The AGR programme wasted so much because there was no point where any advisor or any minister wanted to admit it was a failure. It is like a perfect case study to illustrate the sunk-cost fallacy.

Sadly governments are prone to making mistakes that are bigger than they should be because they can’t admit they are wrong. Examples abound: he National Programme for IT in the NHS; The Post Office basic bank account and benefits system; the Crown Prosecution Service’s case tracking system; the Department of Local Government’s FiReControl project to reorganise emergency control rooms and systems. Many of these went wrong for multiple reasons (as documented in The Blunders of our Governments) but an inability to admit errors made them bigger and more damaging.

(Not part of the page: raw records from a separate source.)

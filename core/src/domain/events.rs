//! Wire events exchanged between instances over the fanout broker.

use serde::{Deserialize, Serialize};

/// Events broadcast to every running instance.
///
/// Delivery is at-least-once and unordered; every handler must therefore be
/// idempotent. Payloads with an unrecognized `event` discriminant fail to
/// decode and are dropped by the consumer.
#[derive(Debug, Clone, PartialEq, Eq, Serialize, Deserialize)]
#[serde(tag = "event")]
pub enum AuthzEvent {
    /// A single token was revoked before its natural expiry
    #[serde(rename = "TOKEN_REVOKED")]
    TokenRevoked { token_id: String, exp: i64 },

    /// Every known token of one subject was revoked
    #[serde(rename = "TOKEN_REVOKED_ALL")]
    TokenRevokedAll { subject_id: String },

    /// The role/permission policy changed; rebuild the snapshot
    #[serde(rename = "POLICY_RELOAD")]
    PolicyReload,
}
//! Authorization guard orchestrating verification, revocation, and
//! permission checks per request.

use std::sync::Arc;

use tracing::info;

use crate::domain::entities::claims::Claims;
use crate::errors::{DomainResult, TokenError};
use crate::repositories::{KeySource, RoleRepository};
use crate::services::events::bridge::EventBridge;
use crate::services::events::broker::MessageBroker;
use crate::services::policy::cache::PolicyCache;
use crate::services::revocation::cache::RevocationCache;
use crate::services::token::verifier::TokenVerifier;

/// Per-request entry point for the (external) request layer.
///
/// Signature and revocation checks are independently toggled per call, so
/// callers can run blacklist-only checks where a full verification is not
/// wanted (e.g. logout of an already-discarded token).
pub struct AuthService<K, R, B>
where
    K: KeySource,
    R: RoleRepository,
    B: MessageBroker,
{
    verifier: TokenVerifier<K>,
    revocations: Arc<RevocationCache>,
    policy: Arc<PolicyCache<R>>,
    events: Arc<EventBridge<B>>,
}

impl<K, R, B> AuthService<K, R, B>
where
    K: KeySource,
    R: RoleRepository,
    B: MessageBroker,
{
    pub fn new(
        verifier: TokenVerifier<K>,
        revocations: Arc<RevocationCache>,
        policy: Arc<PolicyCache<R>>,
        events: Arc<EventBridge<B>>,
    ) -> Self {
        Self {
            verifier,
            revocations,
            policy,
            events,
        }
    }

    /// Validate a token under the given flags and produce its claims.
    ///
    /// With `check_signature` a verification failure is fatal; without it the
    /// failure is tolerated and claims are extracted best-effort from the
    /// unverified payload (callers opt into the weaker guarantee
    /// deliberately). With `check_revocation` the token's revocation key -
    /// its `jti`, or the raw token when no `jti` is present - is looked up in
    /// the revocation cache and a hit is rejected regardless of signature
    /// validity.
    pub async fn authorize(
        &self,
        token: &str,
        check_signature: bool,
        check_revocation: bool,
    ) -> DomainResult<Claims> {
        let claims = match self.verifier.parse_and_verify(token).await {
            Ok(claims) => claims,
            Err(err) if check_signature => return Err(err),
            Err(_) => TokenVerifier::<K>::decode_unverified(token)?,
        };

        if check_revocation && self.revocations.is_revoked(claims.revocation_key(token)) {
            return Err(TokenError::TokenRevoked.into());
        }

        Ok(claims)
    }

    /// Case-insensitive permission check against the current policy snapshot
    pub fn check_permission(&self, role: &str, permission: &str) -> bool {
        self.policy.has_permission(role, permission)
    }

    /// Revoke a single token locally and broadcast the revocation.
    pub async fn revoke(&self, token_id: &str, expires_at: i64) {
        self.revocations.add(token_id, expires_at);
        info!(token_id, "token revoked");
        self.events.publish_token_revoked(token_id, expires_at).await;
    }

    /// Revoke a single token with subject attribution, so subject-wide
    /// operations can find it later, and broadcast the revocation.
    pub async fn revoke_for_subject(&self, token_id: &str, expires_at: i64, subject_id: &str) {
        self.revocations
            .add_for_subject(token_id, expires_at, subject_id);
        info!(token_id, subject_id, "token revoked for subject");
        self.events.publish_token_revoked(token_id, expires_at).await;
    }

    /// Revoke every token recorded for `subject_id`, broadcast the bulk
    /// revocation, and return how many tokens were affected locally.
    pub async fn revoke_all_for_subject(&self, subject_id: &str) -> usize {
        let drained = self.revocations.revoke_subject(subject_id);
        info!(subject_id, revoked = drained.len(), "subject tokens revoked");
        self.events.publish_subject_revoked(subject_id).await;
        drained.len()
    }

    /// Snapshot of the tokens currently recorded for `subject_id`
    pub fn all_tokens_for_subject(
        &self,
        subject_id: &str,
    ) -> Vec<crate::domain::entities::revocation::RevokedToken> {
        self.revocations.tokens_for_subject(subject_id)
    }

    /// The revocation cache this guard mutates, for wiring the sweeper and
    /// event consumers
    pub fn revocations(&self) -> &Arc<RevocationCache> {
        &self.revocations
    }

    /// The policy cache this guard queries
    pub fn policy(&self) -> &Arc<PolicyCache<R>> {
        &self.policy
    }
}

Policies that don’t have much of a sunk cost also suffer from this delusional assumption of omnicompetence. Tim Harford argues in his book Adapt that, in a complicated world, the only effective way to know what works is to experiment. But this isn’t easy in government. How many manifestos say: we will reform education by trying several different ways of teaching reading and adopt the one that gives the best results? Or: we will try several experiments to test which interventions are most effective at helping people out of poverty?

But even when experiments are sanctioned by government, the motivation of their advisors may undermine their value. The problem is that proper experiments inevitably generate failures. We try several ideas and some work much better than others (if we don’t test a variety we cannot know which is best). So some of them will fail. This admission—that some interventions work better than others—is an essential part of learning. But admitting failure is not in the DNA of most civil servants (at least in the UK). When they do experiments they like to set them up so they can’t fail. Or they do their utmost to avoid admitting they have failed. Either approach utterly inhibits the ability to learn and therefore the ability to improve.

Governments have to get better at this. The world is too complex to be dominated by ideology or by those who think they know the answer before they have tested whether it works.